Every summer, sunscreen is the go-to product for people who spend many days baking in the sun. Recent articles have asserted that certain sunscreens contain harmful chemicals that could lead to some of the same diseases caused by not using some form of sun protection at all. Dr. Diana Stephens, a dermatologist with Cayuga Medical Associates (CMA) Dermatology has seen the confusion lead to an abundance of questions. For the most part, she has found most of the articles have little to no evidence to back them.
“At this point, there have been no studies that have shown there to be any known medical consequences of using the current FDA-approved chemical-based sunscreens,” Stephens said. “There has been confusion due to a recent article that discusses the absorption of several sunscreen ingredients into the body and calls for the need for additional safety data. However, the data presented in this article do not conclude that there are any effects on a person’s health and more research is needed before that can be determined. Most importantly, the study author’s stated that individuals should continue to use sunscreen.”
For those looking to avoid sunscreen with chemicals, they would have to look for mineral-based sunscreens. These types of sunscreen, which are also known as inorganic or physical blockers, contain zinc oxide or titanium dioxide. These reflect harmful ultraviolet (UV) rays off the skin, whereas chemical absorbers, called organic sunscreens, absorb the UV rays and convert them to non-damaging rays, which dissipate as heat. Aside from using these, Stephens found the only other way to stay protected from the sun without sunscreen is seeking the shade.
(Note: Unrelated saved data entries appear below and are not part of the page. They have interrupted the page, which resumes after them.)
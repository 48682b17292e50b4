//! Bucket preparer: provisions (or reuses) the root directory of the artifact store.

use std::path::PathBuf;

use tracing::{error, info};
use uuid::Uuid;

use crate::contract::BUCKET_PREFIX;
use crate::error::{Result, StoreError};

/// Options for a single prepare run.
#[derive(Debug, Clone, Default)]
pub struct PrepareOptions {
    /// Directory under which a new uniquely-named root is created.
    pub base_path: Option<PathBuf>,
    /// `false` reuses `existing_root` instead of generating a new one.
    pub create_root: bool,
    pub existing_root: Option<PathBuf>,
    /// Compute the identifier without touching the filesystem.
    pub no_emit: bool,
}

impl PrepareOptions {
    pub fn create_under(base_path: impl Into<PathBuf>) -> Self {
        Self {
            base_path: Some(base_path.into()),
            create_root: true,
            ..Self::default()
        }
    }

    pub fn reuse(existing_root: impl Into<PathBuf>) -> Self {
        Self {
            existing_root: Some(existing_root.into()),
            ..Self::default()
        }
    }

    pub fn no_emit(mut self, no_emit: bool) -> Self {
        self.no_emit = no_emit;
        self
    }
}

#[derive(Debug, Clone, PartialEq, Eq)]
pub struct PreparedRoot {
    pub root_path: PathBuf,
}

/// Resolves the store root and, unless `no_emit` is set, creates it.
///
/// Every call with `create_root` yields a fresh `{BUCKET_PREFIX}-{uuid}` directory.
pub async fn prepare(options: &PrepareOptions) -> Result<PreparedRoot> {
    let root_path = if options.create_root {
        let base = options.base_path.as_ref().ok_or_else(|| {
            StoreError::Configuration("base path is required to create a store root".to_string())
        })?;
        base.join(format!("{}-{}", BUCKET_PREFIX, Uuid::new_v4()))
    } else {
        options.existing_root.clone().ok_or_else(|| {
            StoreError::Configuration("existing root is required when not creating one".to_string())
        })?
    };

    if options.no_emit {
        info!(root = %root_path.display(), "Skip creating store root because of no_emit");
        return Ok(PreparedRoot { root_path });
    }

    info!(root = %root_path.display(), "Creating store root");
    match tokio::fs::create_dir_all(&root_path).await {
        Ok(()) => {
            info!(root = %root_path.display(), "Store root ready");
            Ok(PreparedRoot { root_path })
        }
        Err(e) => {
            error!(error = ?e, root = %root_path.display(), "Failed to create store root");
            Err(StoreError::Provisioning {
                path: root_path,
                source: e,
            })
        }
    }
}
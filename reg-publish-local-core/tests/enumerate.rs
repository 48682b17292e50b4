use std::fs::{create_dir_all, write};

use reg_publish_local_core::classify::MimeClassifier;
use reg_publish_local_core::contract::DEFAULT_PATTERN;
use reg_publish_local_core::enumerate::list;
use reg_publish_local_core::StoreError;
use tempfile::tempdir;

fn relative_paths(items: &[reg_publish_local_core::contract::FileItem]) -> Vec<&str> {
    items.iter().map(|i| i.relative_path.as_str()).collect()
}

#[test]
fn test_list_default_pattern_selects_report_files_recursively() {
    let tmp = tempdir().unwrap();
    let base = tmp.path();
    create_dir_all(base.join("dir_a/nested")).unwrap();
    write(base.join("index.html"), "<html></html>").unwrap();
    write(base.join("dir_a/sample.png"), [0x89, b'P', b'N', b'G']).unwrap();
    write(base.join("dir_a/nested/data.json"), "{}").unwrap();
    write(base.join("notes.txt"), "not a report file").unwrap();

    let items = list(base, DEFAULT_PATTERN, &MimeClassifier).expect("listing should succeed");

    assert_eq!(
        relative_paths(&items),
        vec!["dir_a/nested/data.json", "dir_a/sample.png", "index.html"]
    );
    for item in &items {
        assert!(item.absolute_path.is_absolute());
        assert!(item.absolute_path.is_file());
    }
    let png = items.iter().find(|i| i.relative_path == "dir_a/sample.png").unwrap();
    assert_eq!(png.mime_type, "image/png");
}

#[test]
fn test_list_drops_files_without_a_content_type() {
    let tmp = tempdir().unwrap();
    let base = tmp.path();
    write(base.join("sample.png"), "png").unwrap();
    write(base.join("mystery.zzqq"), "unknown").unwrap();
    write(base.join("LICENSE"), "no extension").unwrap();

    let items = list(base, "**/*", &MimeClassifier).expect("listing should succeed");

    assert_eq!(relative_paths(&items), vec!["sample.png"]);
}

#[test]
fn test_list_custom_pattern_keeps_star_within_one_segment() {
    let tmp = tempdir().unwrap();
    let base = tmp.path();
    create_dir_all(base.join("deep")).unwrap();
    write(base.join("top.png"), "png").unwrap();
    write(base.join("deep/below.png"), "png").unwrap();

    let items = list(base, "*.png", &MimeClassifier).unwrap();

    assert_eq!(relative_paths(&items), vec!["top.png"]);
}

#[test]
fn test_list_rejects_invalid_pattern() {
    let tmp = tempdir().unwrap();

    let err = list(tmp.path(), "**/*.{png", &MimeClassifier).unwrap_err();

    assert!(matches!(err, StoreError::Pattern { .. }), "got {err:?}");
}

#[test]
fn test_list_fails_for_missing_base_directory() {
    let tmp = tempdir().unwrap();
    let missing = tmp.path().join("does-not-exist");

    let err = list(&missing, DEFAULT_PATTERN, &MimeClassifier).unwrap_err();

    assert!(matches!(err, StoreError::Enumeration { .. }), "got {err:?}");
    assert!(err.to_string().contains("enumerate"));
}

#[test]
fn test_list_skips_dotfiles_and_dot_directories() {
    let tmp = tempdir().unwrap();
    let base = tmp.path().join(".reg");
    create_dir_all(base.join(".cache")).unwrap();
    write(base.join(".cache/x.png"), "png").unwrap();
    write(base.join(".hidden.png"), "png").unwrap();
    write(base.join("visible.png"), "png").unwrap();

    let items = list(&base, DEFAULT_PATTERN, &MimeClassifier).unwrap();

    assert_eq!(relative_paths(&items), vec!["visible.png"]);
}
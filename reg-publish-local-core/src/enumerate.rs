//! File enumerator: walks a base directory against a glob pattern.

use std::path::Path;

use globset::{GlobBuilder, GlobMatcher};
use tracing::{debug, error, info};
use walkdir::WalkDir;

use crate::contract::{ContentClassifier, FileItem};
use crate::error::{Result, StoreError};
use crate::store::to_slash;

/// Compiles a pattern so that `*` stays within one segment and `**/` spans zero or more.
pub fn compile_pattern(pattern: &str) -> Result<GlobMatcher> {
    GlobBuilder::new(pattern)
        .literal_separator(true)
        .build()
        .map(|glob| glob.compile_matcher())
        .map_err(|source| StoreError::Pattern {
            pattern: pattern.to_string(),
            source,
        })
}

/// Lists files under `base_dir` whose relative path matches `pattern`.
///
/// Dotfiles and anything below a dot-directory are skipped. Entries the classifier
/// cannot type are dropped. Order is the walk order with
/// siblings sorted by name, so it is the same on every filesystem.
pub fn list(
    base_dir: &Path,
    pattern: &str,
    classifier: &dyn ContentClassifier,
) -> Result<Vec<FileItem>> {
    let matcher = compile_pattern(pattern)?;
    let base = std::path::absolute(base_dir).map_err(|e| StoreError::Enumeration {
        path: base_dir.to_path_buf(),
        reason: e.to_string(),
    })?;

    let mut items = Vec::new();
    let walker = WalkDir::new(&base)
        .min_depth(1)
        .sort_by_file_name()
        .into_iter()
        .filter_entry(|entry| entry.depth() == 0 || !is_hidden(entry));
    for entry in walker {
        let entry = entry.map_err(|e| {
            error!(error = %e, base = %base.display(), "Failed to walk base directory");
            StoreError::Enumeration {
                path: e.path().unwrap_or(&base).to_path_buf(),
                reason: e.to_string(),
            }
        })?;
        if !entry.file_type().is_file() {
            continue;
        }
        let Ok(relative) = entry.path().strip_prefix(&base) else {
            continue;
        };
        let relative_path = to_slash(relative);
        if !matcher.is_match(&relative_path) {
            continue;
        }
        match classifier.classify(entry.path()) {
            Some(mime_type) => items.push(FileItem {
                relative_path,
                absolute_path: entry.path().to_path_buf(),
                mime_type,
            }),
            None => debug!(path = %relative_path, "Skipping file without a content type"),
        }
    }

    info!(base = %base.display(), pattern, count = items.len(), "Enumerated files");
    Ok(items)
}

fn is_hidden(entry: &walkdir::DirEntry) -> bool {
    entry.file_name().to_string_lossy().starts_with('.')
}
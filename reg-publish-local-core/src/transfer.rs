//! Transfer engine: copies a list of files to or from the store with bounded concurrency.
//!
//! Two schedules are supported (see [`Schedule`]). Both keep output order equal to
//! input order, never run more than `concurrency` copies at once, and fail the whole
//! call on the first failed copy. Writes that already completed are not rolled back.

use std::sync::Arc;

use futures::future::try_join_all;
use futures::stream::{self, StreamExt, TryStreamExt};
use tracing::{debug, error, info};

use crate::contract::{
    Direction, FileItem, ObjectStore, Progress, Schedule, StoreLayout, CONCURRENCY_SIZE,
};
use crate::error::{Result, StoreError};

/// Per-call parameters of a transfer.
#[derive(Debug, Clone)]
pub struct TransferPlan<'a> {
    pub key: &'a str,
    pub direction: Direction,
    pub layout: &'a StoreLayout,
    /// Return the items untouched without any store call.
    pub no_emit: bool,
}

pub struct TransferEngine {
    store: Arc<dyn ObjectStore>,
    progress: Arc<dyn Progress>,
    concurrency: usize,
    schedule: Schedule,
}

impl TransferEngine {
    pub fn new(store: Arc<dyn ObjectStore>, progress: Arc<dyn Progress>) -> Self {
        Self {
            store,
            progress,
            concurrency: CONCURRENCY_SIZE,
            schedule: Schedule::default(),
        }
    }

    pub fn with_concurrency(mut self, concurrency: usize) -> Self {
        self.concurrency = concurrency.max(1);
        self
    }

    pub fn with_schedule(mut self, schedule: Schedule) -> Self {
        self.schedule = schedule;
        self
    }

    /// Transfers every item.
    ///
    /// For [`Direction::Publish`] each item's `absolute_path` is the source file; for
    /// [`Direction::Fetch`] it is the destination file and `relative_path` is a name
    /// listed under the key prefix.
    pub async fn transfer(&self, items: Vec<FileItem>, plan: &TransferPlan<'_>) -> Result<Vec<FileItem>> {
        if plan.no_emit {
            info!(count = items.len(), direction = %plan.direction, "Dry run, skipping transfer");
            if !items.is_empty() {
                self.progress.start(items.len());
                self.progress.stop();
            }
            return Ok(items);
        }
        if items.is_empty() {
            return Ok(items);
        }

        self.progress.start(items.len());
        let result = match self.schedule {
            Schedule::Pooled => self.run_pooled(items, plan).await,
            Schedule::Batched => self.run_batched(items, plan).await,
        };
        self.progress.stop();
        result
    }

    async fn run_pooled(&self, items: Vec<FileItem>, plan: &TransferPlan<'_>) -> Result<Vec<FileItem>> {
        stream::iter(items)
            .map(|item| self.transfer_one(item, plan))
            .buffered(self.concurrency)
            .try_collect()
            .await
    }

    async fn run_batched(&self, items: Vec<FileItem>, plan: &TransferPlan<'_>) -> Result<Vec<FileItem>> {
        let total_batches = items.len().div_ceil(self.concurrency);
        let mut done = Vec::with_capacity(items.len());
        let mut pending = items.into_iter().peekable();
        let mut batch_index = 0;

        while pending.peek().is_some() {
            let batch: Vec<FileItem> = pending.by_ref().take(self.concurrency).collect();
            debug!(batch = batch_index, total_batches, size = batch.len(), "Starting batch");
            let transferred =
                try_join_all(batch.into_iter().map(|item| self.transfer_one(item, plan))).await?;
            done.extend(transferred);
            batch_index += 1;
        }
        Ok(done)
    }

    async fn transfer_one(&self, item: FileItem, plan: &TransferPlan<'_>) -> Result<FileItem> {
        // Fetched names come from a listing and are already object names under the prefix.
        let object_key = match plan.direction {
            Direction::Publish => plan.layout.object_key(plan.key, &item.relative_path),
            Direction::Fetch => plan.layout.listed_key(plan.key, &item.relative_path),
        };
        let outcome = match plan.direction {
            Direction::Publish => self.store.put_file(&item.absolute_path, &object_key).await,
            Direction::Fetch => self.store.get_file(&object_key, &item.absolute_path).await,
        };

        match outcome {
            Ok(()) => {
                self.progress.increment(1);
                Ok(item)
            }
            Err(source) => {
                let path = match plan.direction {
                    Direction::Publish => item.absolute_path.display().to_string(),
                    Direction::Fetch => object_key,
                };
                error!(error = %source, direction = %plan.direction, path = %path, "Transfer failed");
                Err(StoreError::Transfer {
                    direction: plan.direction,
                    path,
                    source,
                })
            }
        }
    }
}
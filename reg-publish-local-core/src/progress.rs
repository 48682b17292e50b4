//! Progress reporters. Presentation only: the transfer engine calls them, nothing reads them back.

use std::sync::atomic::{AtomicUsize, Ordering};

use tracing::{debug, info};

use crate::contract::Progress;

/// Reports progress as structured log events.
#[derive(Debug, Default)]
pub struct TracingProgress {
    total: AtomicUsize,
    done: AtomicUsize,
}

impl TracingProgress {
    pub fn new() -> Self {
        Self::default()
    }
}

impl Progress for TracingProgress {
    fn start(&self, total: usize) {
        self.total.store(total, Ordering::Relaxed);
        self.done.store(0, Ordering::Relaxed);
        info!(total, "Transfer started");
    }

    fn increment(&self, n: usize) {
        let done = self.done.fetch_add(n, Ordering::Relaxed) + n;
        debug!(done, total = self.total.load(Ordering::Relaxed), "Transfer progress");
    }

    fn stop(&self) {
        info!(
            done = self.done.load(Ordering::Relaxed),
            total = self.total.load(Ordering::Relaxed),
            "Transfer finished"
        );
    }
}

#[derive(Debug, Clone, Copy, Default)]
pub struct NoProgress;

impl Progress for NoProgress {
    fn start(&self, _total: usize) {}
    fn increment(&self, _n: usize) {}
    fn stop(&self) {}
}
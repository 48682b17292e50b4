///
/// This module implements the CLI interface for reg-publish-local: command parsing,
/// routing and user-visible output. All publish/fetch logic lives in
/// `reg-publish-local-core`; this module only loads config and wires the publisher.
///
/// ## How To Use
/// - Command line: `reg-publish-local --help`.
/// - Programmatic/integration use: call [`run`] with a constructed [`Cli`].
use crate::load_config::load_config;
use anyhow::{Context, Result};
use clap::{Parser, Subcommand};
use reg_publish_local_core::prepare::{prepare, PrepareOptions};
use reg_publish_local_core::publisher::Publisher;
use std::path::PathBuf;

/// CLI for reg-publish-local: publish report artifacts under a key and fetch them back.
#[derive(Parser)]
#[clap(
    name = "reg-publish-local",
    version,
    about = "Publish visual-regression report artifacts to a local key-prefixed store and fetch snapshots back"
)]
pub struct Cli {
    #[clap(subcommand)]
    pub command: Commands,
}

#[derive(Subcommand)]
pub enum Commands {
    /// Create (or reuse) a store root and print its path
    Prepare {
        /// Directory under which a new uniquely-named root is created
        #[clap(long, required_unless_present = "existing")]
        base_dir: Option<PathBuf>,
        /// Reuse this root instead of creating a new one
        #[clap(long, conflicts_with = "base_dir")]
        existing: Option<PathBuf>,
        /// Print the root without creating it
        #[clap(long)]
        no_emit: bool,
    },
    /// Upload every matching file under the working base directory for a key
    Publish {
        /// Path to the YAML config file
        #[clap(long)]
        config: PathBuf,
        /// Key (e.g. commit SHA) to publish under
        #[clap(long)]
        key: String,
    },
    /// Copy the snapshot stored under a key into the expected directory
    Fetch {
        /// Path to the YAML config file
        #[clap(long)]
        config: PathBuf,
        /// Key (e.g. commit SHA) to fetch
        #[clap(long)]
        key: String,
    },
}

/// Extracted async CLI logic entrypoint for integration tests and main()
pub async fn run(cli: Cli) -> Result<()> {
    tracing::info!("trace_initialised");

    match cli.command {
        Commands::Prepare {
            base_dir,
            existing,
            no_emit,
        } => {
            let options = match (base_dir, existing) {
                (_, Some(existing)) => PrepareOptions::reuse(existing),
                (Some(base_dir), None) => PrepareOptions::create_under(base_dir),
                (None, None) => anyhow::bail!("either --base-dir or --existing is required"),
            }
            .no_emit(no_emit);
            let prepared = prepare(&options).await.context("prepare failed")?;
            tracing::info!(command = "prepare", root = %prepared.root_path.display(), "Store root prepared");
            println!("{}", prepared.root_path.display());
            Ok(())
        }
        Commands::Publish { config, key } => {
            let publisher = init_publisher(&config)?;
            tracing::info!(command = "publish", key = %key, "Starting publish");
            let result = publisher
                .publish(&key)
                .await
                .with_context(|| format!("publish failed for key {key}"))?;
            println!("{}", serde_json::to_string_pretty(&result)?);
            Ok(())
        }
        Commands::Fetch { config, key } => {
            let publisher = init_publisher(&config)?;
            tracing::info!(command = "fetch", key = %key, "Starting fetch");
            let result = publisher
                .fetch(&key)
                .await
                .with_context(|| format!("fetch failed for key {key}"))?;
            println!("Fetched {} files for key {key}", result.items.len());
            Ok(())
        }
    }
}

fn init_publisher(config_path: &std::path::Path) -> Result<Publisher> {
    let config = load_config(config_path)?;
    let mut publisher = Publisher::default();
    publisher
        .init(config.into())
        .context("failed to initialise publisher")?;
    Ok(publisher)
}
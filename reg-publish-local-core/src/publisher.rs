//! # publisher: the publish/fetch façade
//!
//! Orchestrates enumerator and transfer engine for one run:
//!
//! - [`Publisher::publish`] enumerates `working_dirs.base`, uploads every match under
//!   `{key}/{basename(actual_dir)}/` and derives the report URL.
//! - [`Publisher::fetch`] lists what is stored under the same prefix and copies it into
//!   `working_dirs.expected_dir`.
//!
//! `init` captures an immutable [`PublishContext`]. Every call clones that snapshot when
//! it starts, so re-initialising never affects a call already in flight.
//!
//! # Report URL
//! The first transferred item (in enumeration order) whose relative path ends with
//! `index.html` becomes `{root}/{key}/{relative_path}`. With several index files the
//! winner depends on that order; enumeration sorts siblings by name, so it is stable.

use std::path::Path;
use std::sync::Arc;

use serde::Serialize;
use tracing::{error, info};

use crate::classify::MimeClassifier;
use crate::contract::{
    BackendError, ContentClassifier, Direction, FileItem, ObjectStore, PluginConfig, Progress,
    ResolvedConfig, StoreLayout, WorkingDirs,
};
use crate::enumerate;
use crate::error::{Result, StoreError};
use crate::progress::TracingProgress;
use crate::store::LocalStore;
use crate::transfer::{TransferEngine, TransferPlan};

const INDEX_FILE: &str = "index.html";

/// Everything the host hands over on `init`.
#[derive(Debug, Clone)]
pub struct PublisherOptions {
    pub working_dirs: WorkingDirs,
    pub config: PluginConfig,
    pub no_emit: bool,
}

/// Immutable snapshot a single publish/fetch runs against.
pub struct PublishContext {
    pub working_dirs: WorkingDirs,
    pub config: ResolvedConfig,
    pub no_emit: bool,
    pub layout: StoreLayout,
    store: Arc<dyn ObjectStore>,
}

#[derive(Debug, Clone, Serialize)]
pub struct PublishResult {
    #[serde(skip_serializing_if = "Option::is_none")]
    pub report_url: Option<String>,
    pub items: Vec<FileItem>,
}

#[derive(Debug, Clone, Default, Serialize)]
pub struct FetchResult {
    pub items: Vec<FileItem>,
}

pub struct Publisher {
    classifier: Arc<dyn ContentClassifier>,
    progress: Arc<dyn Progress>,
    context: Option<Arc<PublishContext>>,
}

impl Default for Publisher {
    fn default() -> Self {
        Self::new(Arc::new(MimeClassifier), Arc::new(TracingProgress::new()))
    }
}

impl Publisher {
    pub fn new(classifier: Arc<dyn ContentClassifier>, progress: Arc<dyn Progress>) -> Self {
        Self {
            classifier,
            progress,
            context: None,
        }
    }

    /// Initialises against a [`LocalStore`] rooted at `config.root_path`. Replaces any prior config.
    pub fn init(&mut self, options: PublisherOptions) -> Result<()> {
        let store = Arc::new(LocalStore::new(options.config.root_path.clone()));
        self.init_with_store(options, store)
    }

    /// Initialises against any store backend. Replaces any prior config.
    pub fn init_with_store(&mut self, options: PublisherOptions, store: Arc<dyn ObjectStore>) -> Result<()> {
        let config = options.config.resolved()?;
        if config.root_path.as_os_str().is_empty() && !options.no_emit {
            return Err(StoreError::Configuration(
                "root_path is required unless no_emit is set".to_string(),
            ));
        }
        let layout = StoreLayout::new(options.working_dirs.actual_name(), config.layout);
        info!(
            root = %config.root_path.display(),
            base = %options.working_dirs.base.display(),
            layout = ?config.layout,
            no_emit = options.no_emit,
            "Publisher initialised"
        );
        self.context = Some(Arc::new(PublishContext {
            working_dirs: options.working_dirs,
            config,
            no_emit: options.no_emit,
            layout,
            store,
        }));
        Ok(())
    }

    pub fn is_initialized(&self) -> bool {
        self.context.is_some()
    }

    fn context(&self) -> Result<Arc<PublishContext>> {
        self.context
            .clone()
            .ok_or_else(|| StoreError::Configuration("publisher used before init".to_string()))
    }

    fn engine(&self, context: &PublishContext) -> TransferEngine {
        TransferEngine::new(context.store.clone(), self.progress.clone())
            .with_concurrency(context.config.concurrency)
            .with_schedule(context.config.schedule)
    }

    /// Files under `working_dirs.base` that a publish would upload.
    pub async fn list_publishable(&self) -> Result<Vec<FileItem>> {
        let context = self.context()?;
        self.enumerate(&context).await
    }

    async fn enumerate(&self, context: &PublishContext) -> Result<Vec<FileItem>> {
        let base = context.working_dirs.base.clone();
        let pattern = context.config.pattern.clone();
        let classifier = self.classifier.clone();
        tokio::task::spawn_blocking(move || enumerate::list(&base, &pattern, classifier.as_ref()))
            .await
            .map_err(|e| StoreError::Enumeration {
                path: context.working_dirs.base.clone(),
                reason: e.to_string(),
            })?
    }

    pub async fn publish(&self, key: &str) -> Result<PublishResult> {
        let context = self.context()?;
        let list = self.enumerate(&context).await?;

        if !list.is_empty() {
            if context.no_emit {
                info!(count = list.len(), key, "There are files to publish");
            } else {
                info!(count = list.len(), key, root = %context.config.root_path.display(), "Uploading files");
            }
        }

        let prefix = context.layout.prefix(key);
        if !context.no_emit {
            context.store.ensure_prefix(&prefix).await.map_err(|source| {
                error!(error = %source, prefix = %prefix, "Failed to prepare key prefix");
                StoreError::Transfer {
                    direction: Direction::Publish,
                    path: context.store.locate(&prefix),
                    source,
                }
            })?;
        }

        let plan = TransferPlan {
            key,
            direction: Direction::Publish,
            layout: &context.layout,
            no_emit: context.no_emit,
        };
        let items = self.engine(&context).transfer(list, &plan).await?;

        let report_url = items
            .iter()
            .find(|item| item.relative_path.ends_with(INDEX_FILE))
            .map(|item| report_location(&context, key, &item.relative_path));
        info!(key, count = items.len(), report_url = ?report_url, "Publish complete");

        Ok(PublishResult { report_url, items })
    }

    pub async fn fetch(&self, key: &str) -> Result<FetchResult> {
        let context = self.context()?;
        if context.no_emit {
            info!(key, "Skip fetch because of no_emit");
            return Ok(FetchResult::default());
        }

        let prefix = context.layout.prefix(key);
        let fetch_error = |source: BackendError| StoreError::Transfer {
            direction: Direction::Fetch,
            path: context.store.locate(&prefix),
            source,
        };
        context.store.ensure_prefix(&prefix).await.map_err(fetch_error)?;
        let names = context.store.list(&prefix).await.map_err(|source| {
            error!(error = %source, prefix = %prefix, "Failed to list stored snapshot");
            fetch_error(source)
        })?;

        let expected_dir = &context.working_dirs.expected_dir;
        let list: Vec<FileItem> = names
            .into_iter()
            .map(|name| {
                let mime_type = self
                    .classifier
                    .classify(Path::new(&name))
                    .unwrap_or_else(|| "application/octet-stream".to_string());
                FileItem {
                    absolute_path: expected_dir.join(&name),
                    relative_path: name,
                    mime_type,
                }
            })
            .collect();
        info!(key, count = list.len(), expected_dir = %expected_dir.display(), "Fetching stored snapshot");

        let plan = TransferPlan {
            key,
            direction: Direction::Fetch,
            layout: &context.layout,
            no_emit: false,
        };
        let items = self.engine(&context).transfer(list, &plan).await?;
        Ok(FetchResult { items })
    }
}

fn report_location(context: &PublishContext, key: &str, relative_path: &str) -> String {
    context
        .config
        .root_path
        .join(key)
        .join(relative_path)
        .display()
        .to_string()
}
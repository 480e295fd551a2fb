//! Immutable result of one aggregation cycle.
//!
//! Consumers never mutate a snapshot; a retry replaces the whole value.

use std::collections::BTreeMap;
use std::sync::Arc;

use serde::Serialize;

use crate::dashboard::stats::DashboardStats;
use crate::domain::errors::ErrorKind;
use crate::domain::types::{
    CurrentStage, DomainKey, Event, Generation, Notification, Profile, ProgressLog, TimestampUtc,
    UserData,
};

/// One fully joined aggregation result.
///
/// Built in a single step after every domain has settled. A domain that
/// failed contributes its empty/absent slot plus an entry in `errors`;
/// optional domains that were simply absent contribute neither.
#[derive(Debug, Clone, Serialize)]
pub struct DashboardSnapshot {
    pub generation: Generation,
    pub identity: Option<UserData>,
    pub current_stage: Option<CurrentStage>,
    pub events: Vec<Event>,
    pub notifications: Vec<Notification>,
    pub profile: Option<Profile>,
    pub progress_logs: Vec<ProgressLog>,
    pub errors: BTreeMap<DomainKey, ErrorKind>,
    pub fetched_at: TimestampUtc,
}

impl DashboardSnapshot {
    /// Placeholder published before the first cycle settles.
    pub fn empty() -> Self {
        Self {
            generation: Generation(0),
            identity: None,
            current_stage: None,
            events: Vec::new(),
            notifications: Vec::new(),
            profile: None,
            progress_logs: Vec::new(),
            errors: BTreeMap::new(),
            fetched_at: TimestampUtc::now(),
        }
    }

    /// The whole-cycle failure, if this cycle had one.
    pub fn general_failure(&self) -> Option<ErrorKind> {
        self.errors.get(&DomainKey::General).copied()
    }
}

/// Snapshot plus derived stats, as published to subscribers.
#[derive(Debug, Clone)]
pub struct DashboardView {
    pub snapshot: Arc<DashboardSnapshot>,
    pub stats: DashboardStats,
}

impl DashboardView {
    /// Initial watch-channel value before any cycle has run.
    pub fn empty() -> Self {
        Self {
            snapshot: Arc::new(DashboardSnapshot::empty()),
            stats: DashboardStats::default(),
        }
    }
}
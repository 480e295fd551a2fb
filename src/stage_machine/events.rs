//! Facts emitted by the stage machine.

use serde::Serialize;

/// What happened as a result of an applied command.
#[derive(Debug, Clone, PartialEq, Eq, Serialize)]
#[serde(tag = "type", rename_all = "snake_case")]
pub enum StageEvent {
    /// Moved one step forward on the flattened track.
    SubstageAdvanced {
        from: usize,
        to: usize,
        progress_percent: u8,
    },
    /// The step crossed into a new stage.
    StageEntered { stage: String },
    /// The track was explicitly marked complete.
    TrackCompleted,
    /// Local state was replaced by the server-confirmed value.
    StateReconciled { flat_index: usize },
}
“Seeking shade, especially during the hours of 10 a.m. to 2 p.m., is the most effective way to avoid the sun’s harmful rays,” said Stephens. “Wearing wide-brimmed hats, sunglasses, and sun-protective clothing (UPF designated clothing) are other ways to block UV rays without wearing sunscreen.”
While most chemical and non-chemical sunscreens are equally effective, there are some differences between the two. Chemical-based sunscreens protect from either UVB or UVA rays but not both, according to Stephens. She said that using sunscreens that have the term ‘broad spectrum’ on the label to ensure a person is getting UVA and UVB protection. For kids, though, she said, parents should be careful about exposing young kids to sunscreen.
“For infants less than six months of age, it is best to avoid sunscreen,” Stephens said. “Therefore, sun avoidance is recommended for this age group. For kids older than 6 months, physical sunscreens (those containing zinc oxide or titanium dioxide) are best for their sensitive skin.”
Her final piece of advice in the big sunscreen mystery is to choose wisely when it comes to sunscreen but to also check what goes on your skin.
“The best type of sunscreen is one that you will use, whether physical and chemical-based,” Stephens said. “Go for sunscreens labeled ‘broad spectrum,’ with an SPF of at least 30-plus, and ideally labeled water-resistant. Re-apply every 2 hours while outdoors, or after sweating or swimming. Remember that proper application is important – it takes about 1 ounce of sunscreen (a shot glass) – to cover an entire adult body. Sunscreen should be worn year-round, as the sun is always emitting UV rays; you can get burned even on cloudy days. And lastly, if sunscreens aren’t your jam, seek the shade or wear sun-protective clothing if you must be in the sun.”